O problema era que, de acordo com o auditor, havia um Decreto Lei Federal que impedia a abertura de crédito especial sem autorização presidencial antes do segundo semestre, somado ao fato de que depois de 14 de outubro nenhum tipo de movimentação financeira poderia ser feito no município de Santos (Circular 722, de 24 de setembro de 1941).
Outra questão era que havia um Decreto Lei Presidencial, 1.202, de 8 de abril de 1939, que impedia a construção de monumentos sem autorização expressa do presidente da República (Artigo 33 – É vedado ao Estado e ao Município, Item 10 – Erguer monumento ou realizar qualquer obra que importe modificação de paisagens ou locais particularmente dotados pela natureza, e assim declarados, em qualquer tempo, pelo Governo Federal, sem autorização expressa do Presidente da República;).
Diante da situação, a procuradoria do município, preocupada em “não magoar susceptibilidades” sugeriu que se obtesse a “licença presidencial” para a questão.

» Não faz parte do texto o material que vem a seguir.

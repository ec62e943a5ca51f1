//! Shared types used across Cutover crates.

use std::fmt;

use serde::{Deserialize, Serialize};

/// One of the two fixed deployment slots.
///
/// A slot owns a fixed instance name and host port. Exactly one slot
/// serves live traffic at steady state.
#[derive(Debug, Clone, Copy, PartialEq, Eq, Hash, Serialize, Deserialize)]
#[serde(rename_all = "lowercase")]
pub enum Slot {
    A,
    B,
}

impl Slot {
    /// The opposite slot.
    pub fn other(self) -> Slot {
        match self {
            Slot::A => Slot::B,
            Slot::B => Slot::A,
        }
    }

    pub fn as_str(self) -> &'static str {
        match self {
            Slot::A => "a",
            Slot::B => "b",
        }
    }

    /// Both slots, in label order.
    pub fn both() -> [Slot; 2] {
        [Slot::A, Slot::B]
    }
}

impl fmt::Display for Slot {
    fn fmt(&self, f: &mut fmt::Formatter<'_>) -> fmt::Result {
        f.write_str(self.as_str())
    }
}

/// What a slot is currently doing.
#[derive(Debug, Clone, Copy, PartialEq, Eq, Serialize, Deserialize)]
#[serde(rename_all = "lowercase")]
pub enum Role {
    /// Serving live traffic through the proxy.
    Active,
    /// Idle, no instance expected.
    Standby,
    /// Being deployed to in the current run.
    Target,
}

impl fmt::Display for Role {
    fn fmt(&self, f: &mut fmt::Formatter<'_>) -> fmt::Result {
        let s = match self {
            Role::Active => "active",
            Role::Standby => "standby",
            Role::Target => "target",
        };
        f.write_str(s)
    }
}

/// A slot together with its resolved runtime identity.
#[derive(Debug, Clone, PartialEq, Eq)]
pub struct Environment {
    pub slot: Slot,
    /// Container instance name (`<service>-<slot>`).
    pub instance: String,
    /// Host port the instance is bound to.
    pub port: u16,
    pub role: Role,
}

/// A single deployment request. Immutable once accepted.
#[derive(Debug, Clone, PartialEq, Eq)]
pub struct DeploymentRequest {
    /// Image tag or digest to deploy.
    pub artifact: String,
    /// Extra environment variables for the launched instance.
    pub extra_env: Vec<(String, String)>,
    /// Volume bindings (`host:container` form).
    pub volumes: Vec<String>,
}

impl DeploymentRequest {
    pub fn new(artifact: impl Into<String>) -> Self {
        Self {
            artifact: artifact.into(),
            extra_env: Vec::new(),
            volumes: Vec::new(),
        }
    }
}

/// Terminal record of one deployment run.
#[derive(Debug, Clone, PartialEq, Eq)]
pub struct DeploymentOutcome {
    pub status: OutcomeStatus,
    /// Slot active after the run completed or rolled back. `None`
    /// when the run failed before the active slot could be resolved.
    pub active_after: Option<Slot>,
    pub reason: String,
}

#[derive(Debug, Clone, Copy, PartialEq, Eq)]
pub enum OutcomeStatus {
    Success,
    Failure,
}

impl DeploymentOutcome {
    pub fn success(active_after: Slot, reason: impl Into<String>) -> Self {
        Self {
            status: OutcomeStatus::Success,
            active_after: Some(active_after),
            reason: reason.into(),
        }
    }

    pub fn failure(active_after: Option<Slot>, reason: impl Into<String>) -> Self {
        Self {
            status: OutcomeStatus::Failure,
            active_after,
            reason: reason.into(),
        }
    }

    pub fn is_success(&self) -> bool {
        self.status == OutcomeStatus::Success
    }
}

O prefeito acatou a sugestão e encaminhou ofício ao diretor geral do Departamento das Municipalidades do Governo do Estado de São Paulo, solicitando a abertura de crédito suplementar a autorização para a ereção do monumento na praia. O pedido foi aprovado pela Resolução 2988, em 29 de dezembro.
Estátuas alegóricas
Enquanto a parte legal e fiscal era resolvida na esfera administrativa, em janeiro de 1943 o escultor resolveu colocar uma pimenta artística ao monumento, sugerindo a inserção de duas estátuas alegóricas junto ao rochedo e às ondas. Incorporou a concepção artística à maquete e a mesma foi novamente remetida à Comissão Municipal de Cultura, que a aprovou. O prefeito também gostou do valor agregado ao monumento. No entanto, esses novos elementos encareceriam um pouco mais a obra, em cerca de Cr$ 30 mil (cruzeiros – ob.: Em 1º de novembro de 1942, o Brasil trocaria sua moeda que, de Réis, passaria a se chamar Cruzeiro, com o símbolo Cr$. Assim, o que era 100 contos de réis, passaria a ser considerado Cr$ 100 mil – cruzeiros).

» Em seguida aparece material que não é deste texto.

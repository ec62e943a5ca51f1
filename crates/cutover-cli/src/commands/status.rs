//! `cutover status` — report slot roles and instance health.

use std::path::Path;
use std::time::Duration;

use cutover_core::{CutoverConfig, Environment, Role, Slot};
use cutover_health::{HttpProbe, Probe, ProbeResult};
use cutover_runtime::{ContainerCli, ContainerRuntime};

pub async fn status(config_path: &Path) -> anyhow::Result<()> {
    let config = CutoverConfig::load_or_default(config_path)?;
    let runtime = ContainerCli::detect()?;

    let names: Vec<String> = Slot::both()
        .iter()
        .map(|slot| config.instance_name(*slot))
        .collect();
    let running = runtime.list_running(&names).await?;
    let probe = HttpProbe::new(Duration::from_secs(config.health.timeout_secs));

    for slot in Slot::both() {
        let environment = Environment {
            slot,
            instance: config.instance_name(slot),
            port: config.slot_port(slot),
            role: if running.contains(&config.instance_name(slot)) {
                Role::Active
            } else {
                Role::Standby
            },
        };

        let health = if environment.role == Role::Active {
            let address = format!("127.0.0.1:{}", environment.port);
            match probe.check(&address, &config.service.health_path).await {
                ProbeResult::Healthy => "healthy",
                ProbeResult::Unhealthy => "unhealthy",
                ProbeResult::Failed => "unreachable",
            }
        } else {
            "-"
        };

        println!(
            "slot {}  {}  port {}  {}  {}",
            environment.slot, environment.instance, environment.port, environment.role, health
        );
    }

    match running.len() {
        1 => {}
        0 => eprintln!("warning: no slot instance is running; deploys will refuse to guess"),
        _ => eprintln!("warning: both slot instances are running; manual intervention required"),
    }

    Ok(())
}
//! The swap orchestrator.
//!
//! Drives one blue/green deployment end to end: resolve the active
//! slot, fetch the artifact, launch the target, gate on health,
//! switch traffic, monitor stability, then finalize or roll back.
//! Every mutating stage pushes a compensating action; any later
//! failure unwinds the stack in reverse so the system always exits in
//! a known-good state.

pub mod compensation;
pub mod error;
pub mod orchestrator;
pub mod phase;
pub mod resolver;

pub use error::{SwapError, SwapFailure};
pub use orchestrator::Swap;
pub use phase::SwapPhase;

Inserção aprovada, Fraccarolli fez novos orçamentos em empresas de cantaria, como a Jerônimo Azevedo Irmãos e a Irmãos Falcone, ambas de São Paulo, além da Hugo Porta, que mantinha oficinas na capital e em Santos. Enquanto as duas primeiras cobraram cerca de Cr$ 20 mil cada estátua alegórica em granito cinza, a Hugo Porta cobrou Cr$ 15 mil, vencendo a concorrência. Em fevereiro de 1943, era então, autorizada, a confecção das estátuas ao preço final de Cr$ 30 mil.
Paralisação das obras
Em abril de 1943, a Prefeitura convocava o artista Fraccaroli para prestar esclarecimentos a respeito da obra. Ele alegou dificuldades para obtenção do granito e informou que a elaboração do monumento deveria demorar mais do que todos podiam esperar. De fato, somente em dezembro de 1944 é que se teve notícias do trabalho, quando a empresa de mármore de Hugo Porta informou à municipalidade acerca da elaboração das figuras alegóricas. Nesta altura, Caetano Fraccaroli já havia concluído a estátua em bronze de Vicente de Carvalho e aguardava o término da base e das peças em granito.

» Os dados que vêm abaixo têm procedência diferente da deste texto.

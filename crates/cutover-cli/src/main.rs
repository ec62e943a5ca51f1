use std::path::PathBuf;

use clap::{Parser, Subcommand};

mod commands;

#[derive(Parser)]
#[command(
    name = "cutover",
    about = "Cutover — zero-downtime blue/green deployment for the inference service",
    version,
    propagate_version = true,
)]
struct Cli {
    #[command(subcommand)]
    command: Commands,
}

#[derive(Subcommand)]
enum Commands {
    /// Deploy an artifact to the standby slot and switch traffic to it.
    ///
    /// Registry, region, tracking endpoint, and the notification
    /// channel are read from the environment (CUTOVER_REGISTRY,
    /// AWS_REGION, MLFLOW_TRACKING_URI, CUTOVER_NOTIFY_URL, ...).
    Deploy {
        /// Image tag or digest to deploy.
        #[arg(default_value = "latest")]
        artifact: String,
        /// Path to the cutover config file.
        #[arg(short, long, default_value = "cutover.toml")]
        config: PathBuf,
        /// Extra KEY=VALUE environment for the launched instance, repeatable.
        #[arg(short, long = "env")]
        env: Vec<String>,
        /// Extra volume binding (host:container), repeatable.
        #[arg(short, long = "volume")]
        volume: Vec<String>,
    },
    /// Show which slot is active and whether its instance is healthy.
    Status {
        /// Path to the cutover config file.
        #[arg(short, long, default_value = "cutover.toml")]
        config: PathBuf,
    },
}

#[tokio::main]
async fn main() -> anyhow::Result<()> {
    // Diagnostics go to stderr so stdout stays scriptable.
    tracing_subscriber::fmt()
        .with_writer(std::io::stderr)
        .with_env_filter(
            tracing_subscriber::EnvFilter::try_from_default_env()
                .unwrap_or_else(|_| "info".parse().unwrap()),
        )
        .init();

    let cli = Cli::parse();

    match cli.command {
        Commands::Deploy {
            artifact,
            config,
            env,
            volume,
        } => commands::deploy::deploy(artifact, &config, env, volume).await,
        Commands::Status { config } => commands::status::status(&config).await,
    }
}
//! Compensating actions.
//!
//! Each mutating stage pushes its undo as it succeeds: launch pushes
//! remove-instance, switch pushes restore-routing. On any later
//! failure the stack unwinds in reverse order, which returns the
//! system to its exact pre-deployment state. After a confirmed-stable
//! deployment the stack is discarded without running.

use tracing::{info, warn};

use cutover_proxy::{ProxyController, RoutingSnapshot};
use cutover_runtime::ContainerRuntime;

/// One undo operation paired with a forward action.
#[derive(Debug, Clone)]
pub enum Compensation {
    /// Remove the target instance created by the launcher.
    RemoveInstance { name: String },
    /// Restore the pre-switch routing snapshot.
    RestoreRouting { snapshot: RoutingSnapshot },
}

/// Undo actions for the current run, executed in reverse on failure.
#[derive(Debug, Default)]
pub struct CompensationStack {
    actions: Vec<Compensation>,
}

impl CompensationStack {
    pub fn new() -> Self {
        Self::default()
    }

    pub fn push(&mut self, action: Compensation) {
        self.actions.push(action);
    }

    pub fn is_empty(&self) -> bool {
        self.actions.is_empty()
    }

    /// Discard all actions without executing them.
    pub fn discard(&mut self) {
        self.actions.clear();
    }

    /// Execute all actions in reverse order.
    ///
    /// Every action is attempted even if an earlier one fails; the
    /// collected failures are returned so the caller can escalate.
    pub async fn unwind<R, P>(&mut self, runtime: &R, proxy: &P) -> Result<(), Vec<String>>
    where
        R: ContainerRuntime + ?Sized,
        P: ProxyController + ?Sized,
    {
        let mut failures = Vec::new();

        while let Some(action) = self.actions.pop() {
            match action {
                Compensation::RemoveInstance { name } => {
                    info!(%name, "rollback: removing target instance");
                    if let Err(e) = runtime.remove(&name).await {
                        warn!(%name, error = %e, "rollback step failed");
                        failures.push(format!("remove instance '{name}': {e}"));
                    }
                }
                Compensation::RestoreRouting { snapshot } => {
                    info!("rollback: restoring pre-switch routing");
                    if let Err(e) = proxy.restore(&snapshot).await {
                        warn!(error = %e, "rollback step failed");
                        failures.push(format!("restore routing: {e}"));
                    }
                }
            }
        }

        if failures.is_empty() {
            Ok(())
        } else {
            Err(failures)
        }
    }
}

A ideia era concluir a obra para que fosse inaugurada no dia de aniversário da cidade, em 26 de janeiro de 1945. Mas o próprio Hugo Porta encaminhava informação ao prefeito Antônio Gomide de que seria impossível. “Dada a natureza do serviço, muito trabalhoso, além de requerer profissionais competentes, que não há no momento, impede que se empregue mais de um obreiro para cada peça (figuras alegóricas), mister que se torna necessário maior tempo para a conclusão do trabalho”
Em março de 1945, uma outra novidade. Verificou-se a necessidade de colocar uma base (de pedra) a mais no local onde seria instalado o monumento, o que adicionaria o custo em mais Cr$ 6 mil (cerca de R$ 60 mil nos dias de hoje). Todos os valores referentes ao trabalho, tanto da empresa de cantaria, quanto do escultor, Caetano Fraccarolli, foram quitados em abril de 1945.
A instalação e a demora na inauguração
Em junho de 1945, o Departamento de Obras da Prefeitura finalmente instalava o monumento dedicado ao poeta Vicente de Carvalho junto ao pergolado construído no Boqueirão, ou Miramar, como os santistas se acostumaram a chamar aquele trecho de praia situado no final da avenida Conselheiro Nébias. Depois de quase um mês e meio arrumando o local, finalmente a estátua do ilustre vate santista estava pronta para fazer integrar à paisagem da orla santense.
Entretanto, diversos acontecimentos fizeram com que a inauguração fosse adiada. Veio o fim da Segunda Grande Guerra Mundial (2/set); o fim do governo do presidente Getúlio Vargas e do seu Estado Novo, com sua renúncia (29/out) e a eleição do General Eurico Gaspar Dutra (2/dez), que traria consequências para o turismo de Santos, por conta da proibição dos jogos de azar e o fim dos cassinos (30/abril/1946).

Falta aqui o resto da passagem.